Muitíssimo mais tarde, em seu opúsculo sobre análise leiga, Freud ([1923-25], p. 212) observa que a vida sexual das mulheres adultas constitui um “continente obscuro” para a psicologia e diz claramente que nunca encerrou a questão sobre a sexualidade feminina. Na XXXIII Conferência sobre feminilidade, ressalta que “através da história, as pessoas têm quebrado a cabeça com o enigma da natureza da feminilidade” ( [1932-33], p. 140), e vai além: “[...] aquilo que constitui a masculinidade ou a feminilidade é uma característica desconhecida que foge do alcance da anatomia” ([1932-33], p. 141).

Nos “Três ensaios” [1905], Freud propõe as bases essenciais de sua concepção de feminilidade, ou seja, a existência, até a puberdade, de um monismo sexual nos dois sexos. O conteúdo desta obra foi constantemente revisto pelo autor, tendo-o feito nas seguintes edições: 1910, 1915, 1920, 1922 e em 1924, conforme veremos a seguir.

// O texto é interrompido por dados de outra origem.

use std::cell::RefCell;
use std::hash::Hash;
use std::rc::Rc;

use rustc_hash::FxHashMap;

use crate::model::{Output, Script, Transaction};
use crate::types::{EntityKind, OutputId, ScriptId, TxId};

/// An entity type that lives in a [`Registry`].
pub trait Keyed {
    /// Identity type.
    type Id: Copy + Eq + Hash;
    /// Kind tag.
    const KIND: EntityKind;
    /// Creates an entity with only its identity set.
    fn create(id: Self::Id) -> Self;
}

impl Keyed for Transaction {
    type Id = TxId;
    const KIND: EntityKind = EntityKind::Tx;
    fn create(id: TxId) -> Self {
        Transaction::new(id)
    }
}

impl Keyed for Output {
    type Id = OutputId;
    const KIND: EntityKind = EntityKind::Output;
    fn create(id: OutputId) -> Self {
        Output::new(id)
    }
}

impl Keyed for Script {
    type Id = ScriptId;
    const KIND: EntityKind = EntityKind::Script;
    fn create(id: ScriptId) -> Self {
        Script::new(id)
    }
}

/// Identity to canonical entity map for one kind.
///
/// Entries are created on the first explicit [`Registry::find_or_create`]
/// and never removed.
pub struct Registry<E: Keyed> {
    entries: RefCell<FxHashMap<E::Id, Rc<E>>>,
}

impl<E: Keyed> Registry<E> {
    pub fn new() -> Self {
        Self {
            entries: RefCell::new(FxHashMap::default()),
        }
    }

    /// Returns the canonical entity for `id`, creating it if this is the first reference.
    pub fn find_or_create(&self, id: E::Id) -> Rc<E> {
        let mut entries = self.entries.borrow_mut();
        Rc::clone(entries.entry(id).or_insert_with(|| Rc::new(E::create(id))))
    }

    /// Returns the canonical entity for `id` without creating one.
    pub fn get(&self, id: E::Id) -> Option<Rc<E>> {
        self.entries.borrow().get(&id).cloned()
    }

    pub fn contains(&self, id: E::Id) -> bool {
        self.entries.borrow().contains_key(&id)
    }

    pub fn len(&self) -> usize {
        self.entries.borrow().len()
    }

    pub fn is_empty(&self) -> bool {
        self.entries.borrow().is_empty()
    }
}

impl<E: Keyed> Default for Registry<E> {
    fn default() -> Self {
        Self::new()
    }
}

O monismo sexual, ou seja, a hipótese de um só e mesmo aparelho genital é a primeira das teorias sexuais freudianas e tem em sua concepção a importância da particularidade e do determinismo, para a feminilidade, que o único órgão sexual reconhecido pela criança nos dois sexos é o órgão masculino, ou seja: o pênis no menino e seu correspondente na menina, o clitóris. Aponta, nos seus ensaios, a existência do complexo de castração nos dois sexos e da inveja do pênis pela menina. No início do século, nesse período de sua obra, para Freud não existe diferença real entre os dois sexos até a puberdade, não há ainda distinção entre o masculino e o feminino, e ele ainda não é muito preciso quanto à relação do complexo de Édipo (do qual havia falado na “Interpretação dos Sonhos”, em 1900) com o complexo de castração nos dois sexos. Somente em 1914, introduzirá o superego, no artigo intitulado “Uma introdução ao narcisismo”. De modo relevante, já indica a escolha do objeto materno na primeira infância e a prolongação do vínculo filial na mulher.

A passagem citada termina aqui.